= Assignment =
An acceptable answer repeats exactly the line with "Method::POST, Method::PUT, Method::DELETE])" and each line after it through the end of the entries, and includes nothing else.

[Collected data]
········

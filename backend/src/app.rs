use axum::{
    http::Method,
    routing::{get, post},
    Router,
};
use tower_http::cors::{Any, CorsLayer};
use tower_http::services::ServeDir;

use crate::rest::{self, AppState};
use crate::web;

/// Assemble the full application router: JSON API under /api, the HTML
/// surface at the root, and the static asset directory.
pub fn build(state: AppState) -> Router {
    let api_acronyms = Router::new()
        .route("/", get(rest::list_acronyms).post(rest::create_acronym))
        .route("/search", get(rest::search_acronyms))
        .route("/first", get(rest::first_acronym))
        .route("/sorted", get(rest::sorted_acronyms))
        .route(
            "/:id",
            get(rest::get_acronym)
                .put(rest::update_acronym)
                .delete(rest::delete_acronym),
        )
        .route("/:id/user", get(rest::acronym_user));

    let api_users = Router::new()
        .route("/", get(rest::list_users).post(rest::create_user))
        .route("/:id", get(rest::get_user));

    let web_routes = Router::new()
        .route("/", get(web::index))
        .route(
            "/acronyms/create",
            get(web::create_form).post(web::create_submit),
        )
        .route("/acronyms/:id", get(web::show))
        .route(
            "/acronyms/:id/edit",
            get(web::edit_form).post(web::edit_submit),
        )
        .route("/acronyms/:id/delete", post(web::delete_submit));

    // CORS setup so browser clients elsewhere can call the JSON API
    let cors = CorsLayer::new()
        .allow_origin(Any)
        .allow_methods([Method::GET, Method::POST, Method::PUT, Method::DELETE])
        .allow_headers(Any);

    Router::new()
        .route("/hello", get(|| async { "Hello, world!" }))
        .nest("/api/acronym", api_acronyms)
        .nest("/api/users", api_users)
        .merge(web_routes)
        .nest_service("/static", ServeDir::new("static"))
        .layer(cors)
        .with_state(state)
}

········

= Result =
        .allow_methods([Method::GET, Method::POST, Method::PUT, Method::DELETE])
        .allow_headers(Any);

    Router::new()
        .route("/hello", get(|| async { "Hello, world!" }))
        .nest("/api/acronym", api_acronyms)
        .nest("/api/users", api_users)
        .merge(web_routes)
        .nest_service("/static", ServeDir::new("static"))
        .layer(cors)
        .with_state(state)
}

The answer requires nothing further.